PFJ arthritis occurs in isolation in approximately 10% of
patients with arthritis of the knee. The patients tend to be
younger, with a preponderance of females5. When non-operative
measures are no longer effective, there are various operative
interventions available, including: arthroscopic debridement,
lateral release, re-alignment, partial lateral patellar facetectomy,
microfracture, mosaicplasty/autologous chondrocyte implantation, patellectomy, patellofemoral replacement, and TKR.
Patients with patellofemoral pathology have often had multiple surgical interventions before undergoing joint replacement,
a fact that reflects the difficulty in treating this condition in the
younger patient.1-4,6-7 Isolated lesions in specific locations in the
patellofemoral articulation may be amenable to re-alignment
procedures, chondrocyte implantation, microfracture or partial
lateral facetectomy. However, once the disease process involves
both sides of the joint and is more extensive, the results of such
procedures are less predictable.6,8 It is for these patients that
joint replacement may be indicated.
Patellofemoral replacement has existed since the 1950s
when McKeever reported a series of 40 patients with patellar
resurfacing using a Vitallium prosthesis screwed onto the
patella.9 In the 1970s, Blazina et al10 and Lubinus11 introduced
femoral components combined with the resurfaced patella.

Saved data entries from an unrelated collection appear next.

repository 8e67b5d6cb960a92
//! Cancellation token for cooperative cancellation.

use parking_lot::RwLock;
use std::sync::atomic::{AtomicBool, Ordering};
use tokio::sync::Notify;
use tracing::warn;

/// A callback type for cancellation notifications.
pub type CancelCallback = Box<dyn Fn() + Send + Sync>;

/// A token for cooperative cancellation.
///
/// Cancellation is idempotent: only the first cancellation reason is kept.
#[derive(Default)]
pub struct CancellationToken {
    cancelled: AtomicBool,
    reason: RwLock<Option<String>>,
    callbacks: RwLock<Vec<CancelCallback>>,
    notify: Notify,
}

impl CancellationToken {
    /// Creates a new cancellation token.
    #[must_use]
    pub fn new() -> Self {
        Self::default()
    }

    /// Requests cancellation with a reason.
    ///
    /// Callbacks run immediately on the cancelling thread. A panicking
    /// callback is logged and does not prevent the others from running.
    pub fn cancel(&self, reason: impl Into<String>) {
        if self
            .cancelled
            .compare_exchange(false, true, Ordering::SeqCst, Ordering::SeqCst)
            .is_err()
        {
            return;
        }

        *self.reason.write() = Some(reason.into());
        self.notify.notify_waiters();

        let callbacks = self.callbacks.read();
        for callback in callbacks.iter() {
            run_callback(callback.as_ref());
        }
    }

    /// Registers a callback to be invoked on cancellation.
    ///
    /// If already cancelled, the callback is invoked immediately.
    pub fn on_cancel<F>(&self, callback: F)
    where
        F: Fn() + Send + Sync + 'static,
    {
        if self.is_cancelled() {
            run_callback(&callback);
        } else {
            self.callbacks.write().push(Box::new(callback));
        }
    }

    /// Returns whether cancellation has been requested.
    #[must_use]
    pub fn is_cancelled(&self) -> bool {
        self.cancelled.load(Ordering::SeqCst)
    }

    /// Returns the cancellation reason, if any.
    #[must_use]
    pub fn reason(&self) -> Option<String> {
        self.reason.read().clone()
    }

    /// Completes once the token is cancelled.
    ///
    /// Returns immediately if cancellation was already requested.
    pub async fn cancelled(&self) {
        loop {
            let notified = self.notify.notified();
            if self.is_cancelled() {
                return;
            }
            notified.await;
        }
    }
}

fn run_callback(callback: &(dyn Fn() + Send + Sync)) {
    if let Err(e) = std::panic::catch_unwind(std::panic::AssertUnwindSafe(callback)) {
        warn!("Cancellation callback panicked: {:?}", e);
    }
}

impl std::fmt::Debug for CancellationToken {
    fn fmt(&self, f: &mut std::fmt::Formatter<'_>) -> std::fmt::Result {
        f.debug_struct("CancellationToken")
            .field("cancelled", &self.is_cancelled())
            .field("reason", &self.reason())
            .finish_non_exhaustive()
    }
}
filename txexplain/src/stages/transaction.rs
//! The stage that seeds the baggage with the raw transaction.

use super::{names, ContextualStage, Stage};
use crate::baggage::{keys, Baggage};
use crate::context::RunContext;
use crate::core::{NetworkInfo, TransactionData};
use anyhow::Context as _;
use async_trait::async_trait;
use std::fmt;
use std::sync::Arc;
use tracing::debug;

/// Fetches raw chain data. Implemented by the RPC client.
#[cfg_attr(test, mockall::automock)]
#[async_trait]
pub trait TransactionSource: Send + Sync {
    /// Fetches the transaction and its receipt.
    async fn fetch_transaction(&self, network_id: u64, hash: &str)
        -> anyhow::Result<TransactionData>;
}

/// Reads [`keys::REQUEST`] and writes the transaction, network and contract
/// addresses touched.
pub struct FetchTransactionStage {
    source: Arc<dyn TransactionSource>,
}

impl FetchTransactionStage {
    /// Creates the stage over a transaction source.
    pub fn new(source: Arc<dyn TransactionSource>) -> Self {
        Self { source }
    }
}

impl fmt::Debug for FetchTransactionStage {
    fn fmt(&self, f: &mut fmt::Formatter<'_>) -> fmt::Result {
        f.debug_struct("FetchTransactionStage").finish_non_exhaustive()
    }
}

fn contract_addresses(tx: &TransactionData) -> Vec<String> {
    let mut out: Vec<String> = Vec::new();
    let mut push = |address: &str| {
        let address = address.to_lowercase();
        if !out.contains(&address) {
            out.push(address);
        }
    };

    if let Some(created) = tx.receipt.as_ref().and_then(|r| r.contract_address.as_deref()) {
        push(created);
    }
    if tx.has_calldata() {
        if let Some(to) = tx.to.as_deref() {
            push(to);
        }
    }
    out
}

#[async_trait]
impl Stage for FetchTransactionStage {
    fn name(&self) -> &str {
        names::FETCH_TRANSACTION
    }

    fn label(&self) -> &str {
        "Fetching transaction"
    }

    async fn process(&self, _ctx: &RunContext, baggage: &mut Baggage) -> anyhow::Result<()> {
        let request = baggage
            .get(&keys::REQUEST)
            .cloned()
            .context("no transaction request in baggage")?;

        let tx = self
            .source
            .fetch_transaction(request.network_id, &request.hash)
            .await
            .with_context(|| format!("fetching {} on network {}", request.hash, request.network_id))?;

        let contracts = contract_addresses(&tx);
        debug!(hash = %tx.hash, contracts = contracts.len(), "Fetched transaction");

        if let Some(network) = NetworkInfo::for_id(request.network_id) {
            baggage.insert(&keys::NETWORK, network);
        }
        baggage.insert(&keys::CONTRACT_ADDRESSES, contracts);
        baggage.insert(&keys::TRANSACTION, tx);
        Ok(())
    }
}

#[async_trait]
impl ContextualStage for FetchTransactionStage {
    async fn prompt_context(&self, _ctx: &RunContext, baggage: &Baggage) -> Option<String> {
        let tx = baggage.get(&keys::TRANSACTION)?;
        let network = baggage
            .get(&keys::NETWORK)
            .map_or_else(|| format!("network {}", tx.network_id), |n| n.name.clone());

        let mut lines = vec![
            format!("Transaction {} on {network}", tx.hash),
            format!("From: {}", tx.from),
        ];
        match tx.to.as_deref() {
            Some(to) => lines.push(format!("To: {to}")),
            None => lines.push("To: (contract creation)".to_string()),
        }
        if !tx.value.is_empty() && tx.value != "0x0" {
            lines.push(format!("Native value (hex wei): {}", tx.value));
        }
        if let Some(selector) = tx.method_selector() {
            lines.push(format!("Method selector: {selector}"));
        }
        if let Some(receipt) = &tx.receipt {
            lines.push(format!("Receipt status: {}", receipt.status));
            lines.push(format!("Logs emitted: {}", receipt.logs_count));
        }
        Some(lines.join("\n"))
    }
}

#[cfg(test)]
mod tests {
    use super::*;
    use crate::core::{ReceiptData, TransactionRequest};
    use mockall::predicate::eq;

    fn sample_tx() -> TransactionData {
        TransactionData {
            hash: "0xfeed".to_string(),
            network_id: 1,
            from: "0x1111111111111111111111111111111111111111".to_string(),
            to: Some("0xA0b86991c6218b36c1d19D4a2e9Eb0cE3606eB48".to_string()),
            value: "0x0".to_string(),
            input: "0xa9059cbb0000".to_string(),
            receipt: Some(ReceiptData {
                status: "0x1".to_string(),
                gas_used: "0x5208".to_string(),
                block_number: "0x10".to_string(),
                contract_address: None,
                logs_count: 1,
            }),
        }
    }

    #[tokio::test]
    async fn test_fetch_writes_transaction_and_contracts() {
        let mut source = MockTransactionSource::new();
        source
            .expect_fetch_transaction()
            .with(eq(1), eq("0xfeed"))
            .times(1)
            .returning(|_, _| Ok(sample_tx()));

        let stage = FetchTransactionStage::new(Arc::new(source));
        let ctx = RunContext::new(1);
        let mut baggage = Baggage::new().with(&keys::REQUEST, TransactionRequest::new(1, "0xfeed"));

        stage.process(&ctx, &mut baggage).await.unwrap();

        assert_eq!(baggage.get(&keys::TRANSACTION).unwrap().hash, "0xfeed");
        assert_eq!(baggage.get(&keys::NETWORK).unwrap().name, "Ethereum");
        assert_eq!(
            baggage.get(&keys::CONTRACT_ADDRESSES).unwrap(),
            &vec!["0xa0b86991c6218b36c1d19d4a2e9eb0ce3606eb48".to_string()]
        );

        let context = stage.prompt_context(&ctx, &baggage).await.unwrap();
        assert!(context.contains("Transaction 0xfeed on Ethereum"));
        assert!(context.contains("Method selector: 0xa9059cbb"));
    }

    #[tokio::test]
    async fn test_missing_request_fails() {
        let stage = FetchTransactionStage::new(Arc::new(MockTransactionSource::new()));
        let mut baggage = Baggage::new();
        let err = stage
            .process(&RunContext::new(1), &mut baggage)
            .await
            .unwrap_err();
        assert!(err.to_string().contains("no transaction request"));
    }

    #[tokio::test]
    async fn test_source_error_propagates() {
        let mut source = MockTransactionSource::new();
        source
            .expect_fetch_transaction()
            .returning(|_, _| Err(anyhow::anyhow!("rpc timeout")));

        let stage = FetchTransactionStage::new(Arc::new(source));
        let mut baggage = Baggage::new().with(&keys::REQUEST, TransactionRequest::new(1, "0xfeed"));
        let err = stage
            .process(&RunContext::new(1), &mut baggage)
            .await
            .unwrap_err();
        assert!(format!("{err:#}").contains("rpc timeout"));
        assert!(!baggage.contains(&keys::TRANSACTION));
    }

    #[test]
    fn test_plain_transfer_has_no_contracts() {
        let mut tx = sample_tx();
        tx.input = "0x".to_string();
        assert!(contract_addresses(&tx).is_empty());
    }
}
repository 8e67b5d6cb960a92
//! Stage progress status.

use serde::{Deserialize, Serialize};
use std::fmt;

/// The progress status of a stage, as reported to progress observers.
#[derive(Debug, Clone, Copy, PartialEq, Eq, Hash, Serialize, Deserialize)]
#[serde(rename_all = "snake_case")]
pub enum StageStatus {
    /// Stage is currently running.
    Running,
    /// Stage completed successfully.
    Finished,
    /// Stage returned an error.
    Failed,
}

impl fmt::Display for StageStatus {
    fn fmt(&self, f: &mut fmt::Formatter<'_>) -> fmt::Result {
        match self {
            Self::Running => write!(f, "running"),
            Self::Finished => write!(f, "finished"),
            Self::Failed => write!(f, "failed"),
        }
    }
}

impl StageStatus {
    /// Returns true if the status represents a terminal state.
    #[must_use]
    pub fn is_terminal(&self) -> bool {
        matches!(self, Self::Finished | Self::Failed)
    }
}
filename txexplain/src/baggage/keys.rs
//! Well-known baggage slots shared by the built-in stages.

use super::Key;
use crate::core::{
    AddressRole, NetworkInfo, PromptContribution, TokenMetadata, TokenTransfer, TransactionData,
    TransactionRequest,
};
use crate::explain::ExplanationResult;
use std::collections::BTreeMap;

/// The request that seeds the run.
pub const REQUEST: Key<TransactionRequest> = Key::new("request");

/// Raw transaction and receipt.
pub const TRANSACTION: Key<TransactionData> = Key::new("transaction");

/// Network the transaction lives on.
pub const NETWORK: Key<NetworkInfo> = Key::new("network");

/// Contract addresses touched by the transaction, in first-seen order.
pub const CONTRACT_ADDRESSES: Key<Vec<String>> = Key::new("contract_addresses");

/// Token metadata keyed by lowercased contract address.
pub const TOKEN_METADATA: Key<BTreeMap<String, TokenMetadata>> = Key::new("token_metadata");

/// Token and NFT transfers.
pub const TOKEN_TRANSFERS: Key<Vec<TokenTransfer>> = Key::new("token_transfers");

/// Roles of the addresses involved.
pub const ADDRESS_ROLES: Key<Vec<AddressRole>> = Key::new("address_roles");

/// Classification tags.
pub const TAGS: Key<Vec<String>> = Key::new("tags");

/// Prompt snippets contributed by stages, in execution order.
pub const PROMPT_CONTEXTS: Key<Vec<PromptContribution>> = Key::new("prompt_contexts");

/// The final explanation.
pub const EXPLANATION: Key<ExplanationResult> = Key::new("explanation");
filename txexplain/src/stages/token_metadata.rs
//! Resolves token contract metadata for every contract the transaction touched.

use super::{names, ContextualStage, Stage};
use crate::baggage::{keys, Baggage};
use crate::cache::{Cache, CacheDomain, CacheKey};
use crate::context::RunContext;
use crate::core::TokenMetadata;
use async_trait::async_trait;
use futures::future::join_all;
use std::collections::BTreeMap;
use std::fmt;
use std::sync::Arc;
use tracing::{debug, warn};

/// Looks up token metadata. Implemented by the token list / icon providers.
#[cfg_attr(test, mockall::automock)]
#[async_trait]
pub trait TokenMetadataSource: Send + Sync {
    /// Returns metadata for `address`, or `None` if it is not a token.
    async fn token_metadata(
        &self,
        network_id: u64,
        address: &str,
    ) -> anyhow::Result<Option<TokenMetadata>>;
}

/// Writes [`keys::TOKEN_METADATA`] and fills symbols and decimals into any
/// decoded transfers.
///
/// Lookups run concurrently and go through the shared cache. A failed lookup
/// leaves that token out rather than failing the stage.
pub struct TokenMetadataStage {
    source: Arc<dyn TokenMetadataSource>,
    cache: Arc<dyn Cache>,
}

impl TokenMetadataStage {
    /// Creates the stage.
    pub fn new(source: Arc<dyn TokenMetadataSource>, cache: Arc<dyn Cache>) -> Self {
        Self { source, cache }
    }

    async fn lookup(&self, network_id: u64, address: String) -> Option<TokenMetadata> {
        let key = CacheKey::new(CacheDomain::TokenMetadata, Some(network_id), &address);
        if let Some(cached) = self.cache.get(&key).await {
            match serde_json::from_value(cached) {
                Ok(metadata) => return Some(metadata),
                Err(e) => debug!(key = %key, "Ignoring malformed cache entry: {}", e),
            }
        }

        match self.source.token_metadata(network_id, &address).await {
            Ok(Some(metadata)) => {
                if let Ok(value) = serde_json::to_value(&metadata) {
                    self.cache.set_for_domain(key, value).await;
                }
                Some(metadata)
            }
            Ok(None) => None,
            Err(e) => {
                warn!(address = %address, "Token metadata lookup failed: {:#}", e);
                None
            }
        }
    }
}

impl fmt::Debug for TokenMetadataStage {
    fn fmt(&self, f: &mut fmt::Formatter<'_>) -> fmt::Result {
        f.debug_struct("TokenMetadataStage").finish_non_exhaustive()
    }
}

fn candidate_addresses(baggage: &Baggage) -> Vec<String> {
    let mut out: Vec<String> = Vec::new();
    let contracts = baggage.get(&keys::CONTRACT_ADDRESSES).into_iter().flatten();
    let transfer_tokens = baggage
        .get(&keys::TOKEN_TRANSFERS)
        .into_iter()
        .flatten()
        .map(|t| &t.token);

    for address in contracts.chain(transfer_tokens) {
        let address = address.to_lowercase();
        if !address.is_empty() && !out.contains(&address) {
            out.push(address);
        }
    }
    out
}

#[async_trait]
impl Stage for TokenMetadataStage {
    fn name(&self) -> &str {
        names::TOKEN_METADATA
    }

    fn label(&self) -> &str {
        "Resolving token metadata"
    }

    fn dependencies(&self) -> Vec<String> {
        vec![
            names::FETCH_TRANSACTION.to_string(),
            names::TOKEN_TRANSFERS.to_string(),
        ]
    }

    async fn process(&self, ctx: &RunContext, baggage: &mut Baggage) -> anyhow::Result<()> {
        let addresses = candidate_addresses(baggage);
        let network_id = network_of(ctx, baggage);

        let lookups = addresses
            .into_iter()
            .map(|address| self.lookup(network_id, address));
        let found: BTreeMap<String, TokenMetadata> = join_all(lookups)
            .await
            .into_iter()
            .flatten()
            .map(|metadata| (metadata.address.to_lowercase(), metadata))
            .collect();

        debug!(tokens = found.len(), "Resolved token metadata");

        if let Some(transfers) = baggage.get_mut(&keys::TOKEN_TRANSFERS) {
            for transfer in transfers.iter_mut() {
                if let Some(metadata) = found.get(&transfer.token.to_lowercase()) {
                    transfer.symbol.get_or_insert_with(|| metadata.symbol.clone());
                    transfer.decimals.get_or_insert(metadata.decimals);
                }
            }
        }
        baggage.insert(&keys::TOKEN_METADATA, found);
        Ok(())
    }
}

/// The network the fetched transaction lives on, falling back to the request
/// and then the run context.
fn network_of(ctx: &RunContext, baggage: &Baggage) -> u64 {
    baggage
        .get(&keys::TRANSACTION)
        .map(|tx| tx.network_id)
        .or_else(|| baggage.get(&keys::REQUEST).map(|req| req.network_id))
        .unwrap_or_else(|| ctx.network_id())
}

#[async_trait]
impl ContextualStage for TokenMetadataStage {
    async fn prompt_context(&self, _ctx: &RunContext, baggage: &Baggage) -> Option<String> {
        let tokens = baggage.get(&keys::TOKEN_METADATA)?;
        if tokens.is_empty() {
            return None;
        }
        let lines: Vec<String> = tokens
            .values()
            .map(|t| {
                format!(
                    "- {} ({}) at {}, {} decimals",
                    t.name, t.symbol, t.address, t.decimals
                )
            })
            .collect();
        Some(format!("Tokens involved:\n{}", lines.join("\n")))
    }
}

#[cfg(test)]
mod tests {
    use super::*;
    use crate::cache::InMemoryCache;
    use crate::core::{TokenTransfer, TransactionData};

    const USDC: &str = "0xa0b86991c6218b36c1d19d4a2e9eb0ce3606eb48";
    const WETH: &str = "0xc02aaa39b223fe8d0a0e5c4f27ead9083c756cc2";

    fn usdc() -> TokenMetadata {
        TokenMetadata {
            address: USDC.to_string(),
            name: "USD Coin".to_string(),
            symbol: "USDC".to_string(),
            decimals: 6,
            icon: None,
        }
    }

    #[tokio::test]
    async fn test_resolves_and_fills_transfers() {
        let mut source = MockTokenMetadataSource::new();
        source
            .expect_token_metadata()
            .returning(|_, address| match address {
                USDC => Ok(Some(usdc())),
                _ => Err(anyhow::anyhow!("provider down")),
            });

        let cache = Arc::new(InMemoryCache::new());
        let stage = TokenMetadataStage::new(Arc::new(source), cache.clone());
        let ctx = RunContext::new(1);
        let mut baggage = Baggage::new()
            .with(&keys::CONTRACT_ADDRESSES, vec![USDC.to_uppercase().replace("0X", "0x")])
            .with(
                &keys::TOKEN_TRANSFERS,
                vec![
                    TokenTransfer {
                        token: USDC.to_string(),
                        amount: "1000000".to_string(),
                        ..Default::default()
                    },
                    TokenTransfer {
                        token: WETH.to_string(),
                        ..Default::default()
                    },
                ],
            );

        stage.process(&ctx, &mut baggage).await.unwrap();

        let tokens = baggage.get(&keys::TOKEN_METADATA).unwrap();
        assert_eq!(tokens.len(), 1);
        assert_eq!(tokens[USDC].symbol, "USDC");

        let transfers = baggage.get(&keys::TOKEN_TRANSFERS).unwrap();
        assert_eq!(transfers[0].symbol.as_deref(), Some("USDC"));
        assert_eq!(transfers[0].decimals, Some(6));
        assert!(transfers[1].symbol.is_none());

        let key = CacheKey::new(CacheDomain::TokenMetadata, Some(1), USDC);
        assert!(cache.get(&key).await.is_some());

        let context = stage.prompt_context(&ctx, &baggage).await.unwrap();
        assert!(context.contains("USD Coin (USDC)"));
    }

    #[tokio::test]
    async fn test_lookup_uses_transaction_network() {
        let mut source = MockTokenMetadataSource::new();
        source
            .expect_token_metadata()
            .withf(|network_id: &u64, address: &str| *network_id == 137 && address == USDC)
            .times(1)
            .returning(|_, _| Ok(Some(usdc())));

        let cache = Arc::new(InMemoryCache::new());
        let stage = TokenMetadataStage::new(Arc::new(source), cache.clone());
        let ctx = RunContext::new(1);
        let mut baggage = Baggage::new()
            .with(
                &keys::TRANSACTION,
                TransactionData {
                    hash: "0xfeed".to_string(),
                    network_id: 137,
                    ..Default::default()
                },
            )
            .with(&keys::CONTRACT_ADDRESSES, vec![USDC.to_string()]);

        stage.process(&ctx, &mut baggage).await.unwrap();

        assert_eq!(baggage.get(&keys::TOKEN_METADATA).unwrap().len(), 1);
        let polygon = CacheKey::new(CacheDomain::TokenMetadata, Some(137), USDC);
        let mainnet = CacheKey::new(CacheDomain::TokenMetadata, Some(1), USDC);
        assert!(cache.get(&polygon).await.is_some());
        assert!(cache.get(&mainnet).await.is_none());
    }

    #[tokio::test]
    async fn test_cache_hit_skips_source() {
        let mut source = MockTokenMetadataSource::new();
        source.expect_token_metadata().times(0);

        let cache = Arc::new(InMemoryCache::new());
        let key = CacheKey::new(CacheDomain::TokenMetadata, Some(1), USDC);
        cache
            .set_for_domain(key, serde_json::to_value(usdc()).unwrap())
            .await;

        let stage = TokenMetadataStage::new(Arc::new(source), cache);
        let mut baggage = Baggage::new().with(&keys::CONTRACT_ADDRESSES, vec![USDC.to_string()]);
        stage.process(&RunContext::new(1), &mut baggage).await.unwrap();

        assert_eq!(baggage.get(&keys::TOKEN_METADATA).unwrap().len(), 1);
    }

    #[tokio::test]
    async fn test_no_contracts_yields_no_context() {
        let stage = TokenMetadataStage::new(
            Arc::new(MockTokenMetadataSource::new()),
            Arc::new(InMemoryCache::new()),
        );
        let ctx = RunContext::new(1);
        let mut baggage = Baggage::new();
        stage.process(&ctx, &mut baggage).await.unwrap();

        assert!(baggage.get(&keys::TOKEN_METADATA).unwrap().is_empty());
        assert!(stage.prompt_context(&ctx, &baggage).await.is_none());
    }
}
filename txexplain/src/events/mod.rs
//! Progress side-channel for pipeline runs.
//!
//! The engine reports every stage transition to a [`ProgressSink`]. Sinks are
//! best-effort: emission never blocks and never fails the run.

mod sink;

pub use sink::{
    ChannelProgressSink, CollectingProgressSink, LoggingProgressSink, NoOpProgressSink,
    ProgressSink, ProgressUpdate,
};
//! Cooperative cancellation for pipeline runs.
//!
//! A single [`CancellationToken`] is shared by the engine and the explanation
//! loop of one request. The engine polls it between stages; the loop races
//! every model call against [`CancellationToken::cancelled`].

mod token;

pub use token::{CancelCallback, CancellationToken};
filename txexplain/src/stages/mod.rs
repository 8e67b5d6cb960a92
//! Stage trait and implementations.
//!
//! Stages are the units of enrichment work in a pipeline. A stage declares
//! the stages it depends on, reads and writes [`Baggage`] in `process`, and
//! optionally contributes a snippet of prompt context for the explanation.

mod token_metadata;
mod transaction;

pub use token_metadata::{TokenMetadataSource, TokenMetadataStage};
pub use transaction::{FetchTransactionStage, TransactionSource};

#[cfg(test)]
pub use token_metadata::MockTokenMetadataSource;
#[cfg(test)]
pub use transaction::MockTransactionSource;

use crate::baggage::Baggage;
use crate::context::RunContext;
use async_trait::async_trait;
use std::fmt::Debug;
use std::sync::Arc;

/// Names of the built-in and conventional collaborator stages.
pub mod names {
    /// Fetches the raw transaction and receipt.
    pub const FETCH_TRANSACTION: &str = "fetch_transaction";
    /// Resolves token contract metadata.
    pub const TOKEN_METADATA: &str = "token_metadata";
    /// Decodes token and NFT transfers from logs.
    pub const TOKEN_TRANSFERS: &str = "token_transfers";
    /// Classifies participant addresses.
    pub const ADDRESS_ROLES: &str = "address_roles";
    /// Looks up token prices.
    pub const PRICES: &str = "prices";
    /// Derives classification tags.
    pub const TAGS: &str = "tags";
    /// The terminal explanation stage.
    pub const EXPLAIN_TRANSACTION: &str = "explain_transaction";
}

/// Trait for pipeline stages.
#[async_trait]
pub trait Stage: Send + Sync + Debug {
    /// Returns the unique name of the stage.
    fn name(&self) -> &str;

    /// Human-readable label used in progress updates.
    fn label(&self) -> &str {
        self.name()
    }

    /// Names of the stages that must run before this one.
    ///
    /// Names that are never registered are ignored unless the pipeline runs
    /// in strict mode.
    fn dependencies(&self) -> Vec<String> {
        Vec::new()
    }

    /// Executes the stage against the run's shared state.
    async fn process(&self, ctx: &RunContext, baggage: &mut Baggage) -> anyhow::Result<()>;
}

/// A stage that also contributes lightweight text to the explanation prompt.
#[async_trait]
pub trait ContextualStage: Stage {
    /// Returns the stage's prompt context, read after `process` succeeds.
    async fn prompt_context(&self, ctx: &RunContext, baggage: &Baggage) -> Option<String>;
}

/// A registered stage and the capabilities it offers.
#[derive(Debug, Clone)]
pub enum RegisteredStage {
    /// A stage that only enriches the baggage.
    Enrichment(Arc<dyn Stage>),
    /// A stage that enriches the baggage and contributes prompt context.
    WithPromptContext(Arc<dyn ContextualStage>),
}

impl RegisteredStage {
    /// Wraps an enrichment-only stage.
    pub fn enrichment(stage: impl Stage + 'static) -> Self {
        Self::Enrichment(Arc::new(stage))
    }

    /// Wraps a stage with prompt context.
    pub fn contextual(stage: impl ContextualStage + 'static) -> Self {
        Self::WithPromptContext(Arc::new(stage))
    }

    /// The stage's name.
    pub fn name(&self) -> &str {
        match self {
            Self::Enrichment(stage) => stage.name(),
            Self::WithPromptContext(stage) => stage.name(),
        }
    }

    /// The stage's label.
    pub fn label(&self) -> &str {
        match self {
            Self::Enrichment(stage) => stage.label(),
            Self::WithPromptContext(stage) => stage.label(),
        }
    }

    /// The stage's declared dependencies.
    pub fn dependencies(&self) -> Vec<String> {
        match self {
            Self::Enrichment(stage) => stage.dependencies(),
            Self::WithPromptContext(stage) => stage.dependencies(),
        }
    }

    /// Returns true if the stage contributes prompt context.
    pub fn has_prompt_context(&self) -> bool {
        matches!(self, Self::WithPromptContext(_))
    }

    /// Runs the stage.
    pub async fn process(&self, ctx: &RunContext, baggage: &mut Baggage) -> anyhow::Result<()> {
        match self {
            Self::Enrichment(stage) => stage.process(ctx, baggage).await,
            Self::WithPromptContext(stage) => stage.process(ctx, baggage).await,
        }
    }

    /// Reads the stage's prompt context, if it has the capability.
    pub async fn prompt_context(&self, ctx: &RunContext, baggage: &Baggage) -> Option<String> {
        match self {
            Self::Enrichment(_) => None,
            Self::WithPromptContext(stage) => stage.prompt_context(ctx, baggage).await,
        }
    }
}

/// A simple function-based stage.
pub struct FnStage<F>
where
    F: Fn(&mut Baggage) -> anyhow::Result<()> + Send + Sync,
{
    name: String,
    dependencies: Vec<String>,
    func: F,
}

impl<F> FnStage<F>
where
    F: Fn(&mut Baggage) -> anyhow::Result<()> + Send + Sync,
{
    /// Creates a new function-based stage.
    pub fn new(name: impl Into<String>, func: F) -> Self {
        Self {
            name: name.into(),
            dependencies: Vec::new(),
            func,
        }
    }

    /// Declares dependencies.
    #[must_use]
    pub fn depends_on(mut self, deps: &[&str]) -> Self {
        self.dependencies = deps.iter().map(|d| (*d).to_string()).collect();
        self
    }
}

impl<F> Debug for FnStage<F>
where
    F: Fn(&mut Baggage) -> anyhow::Result<()> + Send + Sync,
{
    fn fmt(&self, f: &mut std::fmt::Formatter<'_>) -> std::fmt::Result {
        f.debug_struct("FnStage")
            .field("name", &self.name)
            .field("dependencies", &self.dependencies)
            .finish_non_exhaustive()
    }
}

#[async_trait]
impl<F> Stage for FnStage<F>
where
    F: Fn(&mut Baggage) -> anyhow::Result<()> + Send + Sync,
{
    fn name(&self) -> &str {
        &self.name
    }

    fn dependencies(&self) -> Vec<String> {
        self.dependencies.clone()
    }

    async fn process(&self, _ctx: &RunContext, baggage: &mut Baggage) -> anyhow::Result<()> {
        (self.func)(baggage)
    }
}
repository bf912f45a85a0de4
pub mod commands;
pub mod handlers;
pub mod output;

However, results were mixed, with high rates of revision, complications and progression of arthritis, requiring revision to TKR.
Second generation PFJ replacements have existed since the
1990s with an evolved design rationale.12 The femoral component has a broad, symmetrical trochlear flange that narrows distally, ensuring that the patella engages during flexion but is
relatively unconstrained in extension. The majority of literature
concerning this type of patellofemoral replacement relates to
the Avon implant (Stryker, Howmedica Osteonics, New Jersey)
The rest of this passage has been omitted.